**Required work**:
Only the lines below starting at the one containing "pub const SAME_TEMPLATE_ID: &str" and ending at the one containing "(Some(sandbox), Some(prod)) if" belong in the answer, each copied exactly.

**Recorded data**:
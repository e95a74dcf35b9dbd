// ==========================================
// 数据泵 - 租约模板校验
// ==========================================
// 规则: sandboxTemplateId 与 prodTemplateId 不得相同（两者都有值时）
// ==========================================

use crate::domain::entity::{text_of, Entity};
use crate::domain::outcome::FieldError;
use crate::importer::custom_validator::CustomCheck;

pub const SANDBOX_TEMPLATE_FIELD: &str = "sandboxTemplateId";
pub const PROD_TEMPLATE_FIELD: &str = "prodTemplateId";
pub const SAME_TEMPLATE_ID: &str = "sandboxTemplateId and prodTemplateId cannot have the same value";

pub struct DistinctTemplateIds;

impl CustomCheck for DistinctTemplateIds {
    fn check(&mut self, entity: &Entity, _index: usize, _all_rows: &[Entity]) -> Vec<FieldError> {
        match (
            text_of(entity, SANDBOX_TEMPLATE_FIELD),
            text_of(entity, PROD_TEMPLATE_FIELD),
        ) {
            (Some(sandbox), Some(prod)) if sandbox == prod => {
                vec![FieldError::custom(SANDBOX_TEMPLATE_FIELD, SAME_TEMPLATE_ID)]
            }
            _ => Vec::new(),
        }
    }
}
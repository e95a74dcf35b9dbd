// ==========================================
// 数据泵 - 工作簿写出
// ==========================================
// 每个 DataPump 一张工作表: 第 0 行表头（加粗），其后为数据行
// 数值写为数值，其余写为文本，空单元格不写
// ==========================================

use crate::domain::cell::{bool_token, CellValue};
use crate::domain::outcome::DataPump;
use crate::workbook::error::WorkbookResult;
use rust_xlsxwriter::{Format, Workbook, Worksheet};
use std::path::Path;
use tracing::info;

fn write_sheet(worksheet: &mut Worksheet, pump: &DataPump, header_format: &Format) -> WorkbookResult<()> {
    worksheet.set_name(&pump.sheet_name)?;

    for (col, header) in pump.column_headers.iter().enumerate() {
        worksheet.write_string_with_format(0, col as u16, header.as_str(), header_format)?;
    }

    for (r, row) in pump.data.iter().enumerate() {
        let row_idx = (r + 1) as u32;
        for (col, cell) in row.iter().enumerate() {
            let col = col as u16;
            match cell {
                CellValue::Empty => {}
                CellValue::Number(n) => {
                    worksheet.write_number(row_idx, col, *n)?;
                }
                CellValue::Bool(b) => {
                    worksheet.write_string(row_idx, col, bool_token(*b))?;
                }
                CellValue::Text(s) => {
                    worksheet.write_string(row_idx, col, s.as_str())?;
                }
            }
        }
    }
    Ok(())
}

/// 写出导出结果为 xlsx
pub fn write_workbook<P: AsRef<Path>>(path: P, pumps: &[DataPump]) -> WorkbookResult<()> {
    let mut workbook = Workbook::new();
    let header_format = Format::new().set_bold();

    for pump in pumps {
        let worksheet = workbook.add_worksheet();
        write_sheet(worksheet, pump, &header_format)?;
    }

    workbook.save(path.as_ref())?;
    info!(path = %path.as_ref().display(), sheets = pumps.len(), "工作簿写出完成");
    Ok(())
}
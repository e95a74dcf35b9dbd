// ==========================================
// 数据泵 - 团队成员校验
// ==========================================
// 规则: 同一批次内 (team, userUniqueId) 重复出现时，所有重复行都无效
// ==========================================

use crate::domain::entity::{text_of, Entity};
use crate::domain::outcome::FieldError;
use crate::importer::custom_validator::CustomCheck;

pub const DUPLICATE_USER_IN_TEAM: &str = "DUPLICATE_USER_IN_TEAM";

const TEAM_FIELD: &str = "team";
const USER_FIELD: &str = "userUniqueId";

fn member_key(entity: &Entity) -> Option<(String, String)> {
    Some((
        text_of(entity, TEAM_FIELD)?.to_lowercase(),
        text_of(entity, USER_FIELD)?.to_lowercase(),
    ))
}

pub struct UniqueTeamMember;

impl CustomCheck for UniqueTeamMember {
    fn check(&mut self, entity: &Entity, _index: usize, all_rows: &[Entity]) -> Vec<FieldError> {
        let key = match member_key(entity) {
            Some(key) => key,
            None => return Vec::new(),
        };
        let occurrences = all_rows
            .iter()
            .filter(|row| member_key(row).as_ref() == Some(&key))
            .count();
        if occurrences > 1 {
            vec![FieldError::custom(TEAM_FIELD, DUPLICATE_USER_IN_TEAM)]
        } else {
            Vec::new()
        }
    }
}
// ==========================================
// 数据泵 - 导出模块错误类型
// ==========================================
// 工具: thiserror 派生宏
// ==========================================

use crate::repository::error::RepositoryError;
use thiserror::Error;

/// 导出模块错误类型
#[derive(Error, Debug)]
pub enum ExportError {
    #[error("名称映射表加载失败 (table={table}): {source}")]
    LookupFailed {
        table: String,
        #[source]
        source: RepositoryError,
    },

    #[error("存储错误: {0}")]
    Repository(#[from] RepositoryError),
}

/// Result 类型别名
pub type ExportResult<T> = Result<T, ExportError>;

**Your response**:
pub const SAME_TEMPLATE_ID: &str = "sandboxTemplateId and prodTemplateId cannot have the same value";

pub struct DistinctTemplateIds;

impl CustomCheck for DistinctTemplateIds {
    fn check(&mut self, entity: &Entity, _index: usize, _all_rows: &[Entity]) -> Vec<FieldError> {
        match (
            text_of(entity, SANDBOX_TEMPLATE_FIELD),
            text_of(entity, PROD_TEMPLATE_FIELD),
        ) {
            (Some(sandbox), Some(prod)) if sandbox == prod => {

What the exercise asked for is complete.